I'm female an it's worked fine for me but I was never very overweight, it was mostly for gut health. I personally think if your weight or body composition changes as an adult woman you get hormonal issues, period, just due to adipose tissue being such a strong influence. I've noticed this myself several times. The hope is you can power though and they go away when your weight stabilizes.

I have lost some weight btw, but some of it was definitely water. I don't bloat anymore ever, really. Also I've gotten leaner, more like I was when I was young without trying to "diet" or anything. I do walk at least one hour per day and work out several times per week and it doesn't make much difference if it's a fasting day or not, I don't notice.
posted by fshgrl at 7:09 PM on December 28, 2017 [2 favorites]

I started #5 (usually called OMAD or One Meal A Day) in June, but I'm back to around 1.5 meals a day now.

OMAD worked REALLY well for me for the first month -- I had zero hunger for the first time in my entire life. Then I had to change something and it all came back, so I'll be trying again next year.
posted by Ms. Moonlight at 9:25 AM on December 29, 2017

A couple years ago I did 16:8 fasting, skipping breakfast. I combined this with a restricted calorie diet which was keto (no carbs) on non-workout days and few carbs (<30g, IIRC) on my three workout days a week. I lost about a pound a week going from 165 to 150ish and kept it off until I got pregnant this year. I found it pretty easy to follow especially if I had meal plans set in advance so didn't have to also think about WHAT I was eating to fulfill my requirements for the day. After about 15 weeks I got out of the habit because we moved (oops) but found myself occasionally skipping dinner due to no hunger. So unintentional IF? This led to about 5-8 more pounds weight loss over six months or so. I tend to eat low carb ish anyway but I personally would not attempt this on a a diet not high in fat, protein, or both. For me the hunger would be overwhelming.

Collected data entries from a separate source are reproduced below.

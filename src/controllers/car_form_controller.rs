//! Controlador del formulario de coches
//!
//! Orquesta la carga para edición, los cambios de campo, la validación
//! previa al envío y el envío (crear o actualizar).

use std::sync::Arc;

use tracing::{info, warn};

use crate::models::car::{Car, CarDraft, CarField};
use crate::models::scope::ScopeKey;
use crate::navigation::Route;
use crate::services::car_service::CarService;
use crate::utils::validation::{validate_car, FieldErrors};

/// Dónde se muestra el componente
#[derive(Debug, Clone, Copy, PartialEq, Eq)]
pub enum Presentation {
    /// Página propia: al terminar se navega a la lista
    Page,
    /// Dentro de un modal: al terminar se avisa al anfitrión
    Overlay,
}

#[derive(Debug, Clone, Copy, PartialEq, Eq)]
pub enum FormPhase {
    Loading,
    Ready,
    Submitting,
}

/// Cambio de un único campo del formulario
#[derive(Debug, Clone, PartialEq)]
pub enum FieldChange {
    Brand(String),
    Model(String),
    /// Texto tal cual lo escribió el usuario
    FuelUse(String),
    Owner(String),
    Electric(bool),
    DayOfCommission(String),
}

/// Salida del formulario (guardado o cancelado)
#[derive(Debug, Clone, PartialEq)]
pub enum FormExit {
    Navigate(Route),
    Completed,
}

#[derive(Debug, Clone, PartialEq)]
pub enum SubmitOutcome {
    /// Validación fallida; no hubo llamada de red
    Invalid(FieldErrors),
    /// El servidor o la red fallaron; el usuario sigue en el formulario
    Failed(String),
    Saved { car: Car, exit: FormExit },
    /// Todavía cargando el coche a editar
    NotReady,
}

pub struct CarFormController {
    service: Arc<dyn CarService>,
    scope: ScopeKey,
    car_id: Option<String>,
    presentation: Presentation,
    draft: CarDraft,
    phase: FormPhase,
    error: Option<String>,
    field_errors: FieldErrors,
    attempted: bool,
    focus: Option<CarField>,
}

impl CarFormController {
    pub fn new(
        service: Arc<dyn CarService>,
        scope: ScopeKey,
        car_id: Option<String>,
        presentation: Presentation,
    ) -> Self {
        let phase = if car_id.is_some() {
            FormPhase::Loading
        } else {
            FormPhase::Ready
        };

        Self {
            service,
            scope,
            car_id,
            presentation,
            draft: CarDraft::default(),
            phase,
            error: None,
            field_errors: FieldErrors::new(),
            attempted: false,
            focus: None,
        }
    }

    pub fn create(service: Arc<dyn CarService>, scope: ScopeKey, presentation: Presentation) -> Self {
        Self::new(service, scope, None, presentation)
    }

    pub fn edit(
        service: Arc<dyn CarService>,
        scope: ScopeKey,
        car_id: impl Into<String>,
        presentation: Presentation,
    ) -> Self {
        Self::new(service, scope, Some(car_id.into()), presentation)
    }

    pub fn is_edit_mode(&self) -> bool {
        self.car_id.is_some()
    }

    pub fn title(&self) -> &'static str {
        if self.is_edit_mode() {
            "Edit Car"
        } else {
            "Add New Car"
        }
    }

    pub fn submit_label(&self) -> &'static str {
        match (self.phase, self.is_edit_mode()) {
            (FormPhase::Submitting, _) => "Saving...",
            (_, true) => "Update Car",
            (_, false) => "Add Car",
        }
    }

    pub fn presentation(&self) -> Presentation {
        self.presentation
    }

    pub fn scope(&self) -> &ScopeKey {
        &self.scope
    }

    pub fn draft(&self) -> &CarDraft {
        &self.draft
    }

    pub fn phase(&self) -> FormPhase {
        self.phase
    }

    /// Error general (carga o guardado)
    pub fn error(&self) -> Option<&str> {
        self.error.as_deref()
    }

    /// Errores por campo visibles ahora mismo
    pub fn field_errors(&self) -> &FieldErrors {
        &self.field_errors
    }

    pub fn attempted(&self) -> bool {
        self.attempted
    }

    /// Campo que debe recibir el foco tras un envío fallido
    pub fn focus(&self) -> Option<CarField> {
        self.focus
    }

    /// Cargar el coche en modo edición; en modo creación no hace nada
    pub async fn load(&mut self) {
        let Some(raw_id) = self.car_id.clone() else {
            self.phase = FormPhase::Ready;
            return;
        };

        self.phase = FormPhase::Loading;
        match parse_car_id(&raw_id) {
            Ok(id) => match self.service.get_by_id(&self.scope, id).await {
                Ok(Some(car)) => {
                    self.draft = CarDraft::from(car);
                }
                Ok(None) => {
                    warn!("⚠️ Coche {} no encontrado para editar", id);
                    self.error = Some("Car not found".to_string());
                }
                Err(e) => {
                    self.error = Some(e.message());
                }
            },
            Err(message) => {
                self.error = Some(message);
            }
        }
        self.phase = FormPhase::Ready;
    }

    /// Aplicar un cambio de campo
    pub fn change(&mut self, change: FieldChange) {
        match change {
            FieldChange::Brand(value) => self.draft.brand = value,
            FieldChange::Model(value) => self.draft.model = value,
            FieldChange::FuelUse(raw) => {
                // El campo está deshabilitado para coches eléctricos
                if !self.draft.electric {
                    self.draft.fuel_use = parse_fuel_use(&raw);
                }
            }
            FieldChange::Owner(value) => self.draft.owner = value,
            FieldChange::Electric(electric) => {
                self.draft.electric = electric;
                if electric {
                    self.draft.fuel_use = Some(0.0);
                }
            }
            FieldChange::DayOfCommission(value) => self.draft.day_of_commission = value,
        }

        if self.attempted {
            self.field_errors = validate_car(&self.draft);
        }
    }

    /// Validar y, si todo es correcto, crear o actualizar
    pub async fn submit(&mut self) -> SubmitOutcome {
        if self.phase != FormPhase::Ready {
            return SubmitOutcome::NotReady;
        }

        self.attempted = true;
        self.field_errors = validate_car(&self.draft);
        if !self.field_errors.is_valid() {
            self.focus = self
                .draft
                .brand
                .is_empty()
                .then_some(CarField::Brand);
            return SubmitOutcome::Invalid(self.field_errors.clone());
        }
        self.focus = None;

        let id = match self.car_id.as_deref().map(parse_car_id).transpose() {
            Ok(id) => id,
            Err(message) => {
                self.error = Some(message.clone());
                return SubmitOutcome::Failed(message);
            }
        };

        self.phase = FormPhase::Submitting;
        self.error = None;

        let result = match id {
            Some(id) => self.service.update(&self.scope, &self.draft.to_car(id)).await,
            None => self.service.create(&self.scope, &self.draft.to_new_car()).await,
        };
        self.phase = FormPhase::Ready;

        match result {
            Ok(car) => {
                info!("✅ Coche {} guardado para {}", car.id, self.scope);
                SubmitOutcome::Saved {
                    car,
                    exit: self.exit(),
                }
            }
            Err(e) => {
                let message = e.message();
                self.error = Some(message.clone());
                SubmitOutcome::Failed(message)
            }
        }
    }

    /// Cancelar: se descartan los cambios sin guardar nada
    pub fn cancel(self) -> FormExit {
        self.exit()
    }

    fn exit(&self) -> FormExit {
        match self.presentation {
            Presentation::Page => FormExit::Navigate(Route::home(self.scope.clone())),
            Presentation::Overlay => FormExit::Completed,
        }
    }
}

fn parse_car_id(raw: &str) -> Result<i64, String> {
    raw.trim()
        .parse::<i64>()
        .map_err(|_| format!("Invalid car id: {}", raw))
}

fn parse_fuel_use(raw: &str) -> Option<f64> {
    raw.trim().parse::<f64>().ok().filter(|value| value.is_finite())
}

/// Mensaje de la página de edición sin código Neptun
pub const MISSING_SCOPE_MESSAGE: &str = "Neptun code is missing";

/// Página independiente de edición (`/cars/edit/{id}?neptun=...`)
pub enum EditPage {
    MissingScope,
    Form(CarFormController),
}

impl EditPage {
    /// `None` si la dirección no es la de edición
    pub fn from_route(route: &Route, service: Arc<dyn CarService>) -> Option<Self> {
        let Route::EditCar { id, scope } = route else {
            return None;
        };

        Some(match scope {
            Some(scope) => EditPage::Form(CarFormController::edit(
                service,
                scope.clone(),
                id.clone(),
                Presentation::Page,
            )),
            None => EditPage::MissingScope,
        })
    }
}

I am planning to go back to the routine after I've delivered. The only hangup I foresee is that I take ADHD meds now which work best if eaten with protein. If I take them first thing, then not eating breakfast is out.
posted by emkelley at 2:30 PM on December 29, 2017

Female here. I did 16:8 for almost a year as a weight loss aid. I skipped breakfast and ate between 12pm and 8pm and lost about 10kg (which was my goal). I was also exercising and counting kilojoules at that time, which obviously helped.

I found that eating within that window made it easier for me to stick to eating healthy foods, possibly because I was hungrier at meal times, so I ate more and then didn't fill up on sweet things at other times. Even now I still regularly don't eat breakfast - I just don't get hungry in the mornings. I do miss breakfast food sometimes and eat it for lunch (porridge!).

I was aware when I started of the problems women sometimes encounter when using IF, and I did have occasional mood swings. These generally started because of hormones, and on those days I had a snack or breakfast and found that helped. I also had (and still have) a policy to never enter a meeting hungry :)

I didn't use any tools to track IF, just My Fitness Pal to track kilojoules.